### EXERCISE BRIEF:
Going down the data below, set down exactly the line with "#[serde(default)]" and each line after it through the line with "if let Some(size)"; no other lines.

(Records from a collection)

-- -- --

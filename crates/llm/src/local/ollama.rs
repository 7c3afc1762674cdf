//! Ollama adapter: a local `AgentAdapter` talking to a locally-running
//! Ollama server over its `/api/chat` endpoint. Mirrors `remote::claude`'s
//! JSON-verdict convention so the orchestrator can treat local and remote
//! adapters identically.

use crate::adapter::{
    AdapterOutput, AgentAction, AgentAdapter, AgentContext, AgentResult, AtomizerOutput, PlanOutput,
};
use crate::config::LocalLlmConfig;
use crate::error::{LlmError, Result};
use crate::provider_utils::{ModelInfo, ProviderUtils};
use async_trait::async_trait;
use reqwest::Client;
use serde::{Deserialize, Serialize};
use serde_json::Value;
use taskgraph_core::TaskNode;

/// Ollama adapter for local LLM inference.
#[derive(Clone)]
pub struct OllamaAdapter {
    config: LocalLlmConfig,
    client: Client,
}

impl OllamaAdapter {
    pub fn new(config: LocalLlmConfig) -> Self {
        let client = Client::builder()
            .timeout(config.timeout)
            .build()
            .expect("failed to build HTTP client");
        Self { config, client }
    }

    pub async fn check_health(&self) -> Result<bool> {
        let url = format!("{}/api/tags", self.config.base_url);
        match self.client.get(&url).send().await {
            Ok(response) => Ok(response.status().is_success()),
            Err(_) => Ok(false),
        }
    }

    fn system_prompt(action: AgentAction) -> &'static str {
        match action {
            AgentAction::Plan | AgentAction::ModifyPlan => {
                "You are a planning agent in a hierarchical task orchestrator. \
                 Respond with a single JSON object: \
                 {\"sub_tasks\": [{\"goal\": str, \"task_type\": \"SEARCH\"|\"THINK\"|\"WRITE\"|\"AGGREGATE\", \
                 \"node_type\": \"PLAN\"|\"EXECUTE\"|\"AGGREGATE\", \"depends_on_indices\": [int]}], \"notes\": str|null}. \
                 No prose outside the JSON object."
            }
            AgentAction::Execute => {
                "You are an execution agent. Respond with a single JSON object: \
                 {\"result\": <any JSON value>, \"summary\": str|null}. No prose outside the JSON object."
            }
            AgentAction::Aggregate => {
                "You are an aggregation agent combining sub-task results into one answer. \
                 Respond with a single JSON object: {\"result\": <any JSON value>, \"summary\": str|null}. \
                 No prose outside the JSON object."
            }
            AgentAction::Atomize => {
                "You decide whether a task needs to be broken into sub-tasks. Respond with a single \
                 JSON object: {\"should_plan\": bool, \"reasoning\": str|null}. No prose outside the JSON object."
            }
        }
    }

    fn parse_output(action: AgentAction, text: &str) -> Result<AdapterOutput> {
        let value: Value = serde_json::from_str(text.trim())
            .map_err(|e| LlmError::InvalidResponse(format!("not valid JSON: {e}")))?;
        match action {
            AgentAction::Plan | AgentAction::ModifyPlan => {
                let plan: PlanOutput = serde_json::from_value(value)
                    .map_err(|e| LlmError::InvalidResponse(format!("bad plan output: {e}")))?;
                Ok(AdapterOutput::Plan(plan))
            }
            AgentAction::Atomize => {
                let atomizer: AtomizerOutput = serde_json::from_value(value)
                    .map_err(|e| LlmError::InvalidResponse(format!("bad atomizer output: {e}")))?;
                Ok(AdapterOutput::Atomizer(atomizer))
            }
            AgentAction::Execute | AgentAction::Aggregate => {
                let result: AgentResult = serde_json::from_value(value)
                    .map_err(|e| LlmError::InvalidResponse(format!("bad result output: {e}")))?;
                Ok(AdapterOutput::Result(result))
            }
        }
    }
}

#[async_trait]
impl AgentAdapter for OllamaAdapter {
    fn name(&self) -> &str {
        "ollama"
    }

    async fn process(
        &self,
        node: &TaskNode,
        action: AgentAction,
        context: &AgentContext,
    ) -> Result<AdapterOutput> {
        let url = format!("{}/api/chat", self.config.base_url);

        let req_body = OllamaRequest {
            model: self.config.model.clone(),
            messages: vec![
                OllamaMessage {
                    role: "system".to_string(),
                    content: Self::system_prompt(action).to_string(),
                },
                OllamaMessage {
                    role: "user".to_string(),
                    content: format!("Goal: {}\n\nContext:\n{}", node.goal, context.formatted_context),
                },
            ],
            stream: false,
        };

        let response = self
            .client
            .post(&url)
            .json(&req_body)
            .send()
            .await
            .map_err(LlmError::HttpError)?;

        if !response.status().is_success() {
            let status = response.status();
            let error_text = response.text().await.unwrap_or_default();
            return Err(LlmError::ProviderError(format!("Ollama API error {status}: {error_text}")));
        }

        let ollama_resp: OllamaResponse = response
            .json()
            .await
            .map_err(|e| LlmError::InvalidResponse(e.to_string()))?;

        Self::parse_output(action, &ollama_resp.message.content)
    }
}

#[derive(Debug, Serialize)]
struct OllamaRequest {
    model: String,
    messages: Vec<OllamaMessage>,
    stream: bool,
}

#[derive(Debug, Serialize, Deserialize)]
struct OllamaMessage {
    role: String,
    content: String,
}

#[derive(Debug, Deserialize)]
struct OllamaResponse {
    message: OllamaMessage,
}

#[async_trait]
impl ProviderUtils for OllamaAdapter {
    async fn ping(&self) -> Result<bool> {
        self.check_health().await
    }

    async fn fetch_models(&self) -> Result<Vec<ModelInfo>> {
        let url = format!("{}/api/tags", self.config.base_url);
        let response = self.client.get(&url).send().await?;

        if !response.status().is_success() {
            return Err(LlmError::ProviderError("failed to fetch models from Ollama".to_string()));
        }

        #[derive(Deserialize)]
        struct OllamaModelsResponse {
            models: Vec<OllamaModelInfo>,
        }

        #[derive(Deserialize)]
        struct OllamaModelInfo {
            name: String,
            #[serde(default)]
            size: Option<u64>,
        }

        let models_response: OllamaModelsResponse = response
            .json()
            .await
            .map_err(|e| LlmError::InvalidResponse(e.to_string()))?;

        Ok(models_response
            .models
            .into_iter()
            .map(|m| {
                let mut info = ModelInfo::new(&m.name).with_name(&m.name);
                if let Some(size) = m.size {
                    let size_gb = size as f64 / 1_000_000_000.0;
                    if let Some(n) = serde_json::Number::from_f64(size_gb) {
                        info.metadata.insert("size_gb".to_string(), serde_json::Value::Number(n));
                    }
                }
                info
            })
            .collect())
    }

    async fn use_model(&mut self, model: impl Into<String> + Send) -> Result<String> {
        let model = model.into();
        self.config.model = model.clone();
        Ok(model)
    }

    fn current_model(&self) -> &str {
        &self.config.model
    }
}

#[cfg(test)]
mod tests {
    use super::*;

    #[test]
    fn client_creation() {
        let config = LocalLlmConfig::new("http://localhost:11434", "llama2");
        let _adapter = OllamaAdapter::new(config);
    }

    #[test]
    fn parse_atomizer_output() {
        let out = OllamaAdapter::parse_output(
            AgentAction::Atomize,
            r#"{"should_plan": false, "reasoning": "simple lookup"}"#,
        )
        .unwrap();
        match out {
            AdapterOutput::Atomizer(a) => assert!(!a.should_plan),
            _ => panic!("expected AdapterOutput::Atomizer"),
        }
    }
}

-- -- --

### RESPONSE:
            #[serde(default)]
            size: Option<u64>,
        }

        let models_response: OllamaModelsResponse = response
            .json()
            .await
            .map_err(|e| LlmError::InvalidResponse(e.to_string()))?;

        Ok(models_response
            .models
            .into_iter()
            .map(|m| {
                let mut info = ModelInfo::new(&m.name).with_name(&m.name);
                if let Some(size) = m.size {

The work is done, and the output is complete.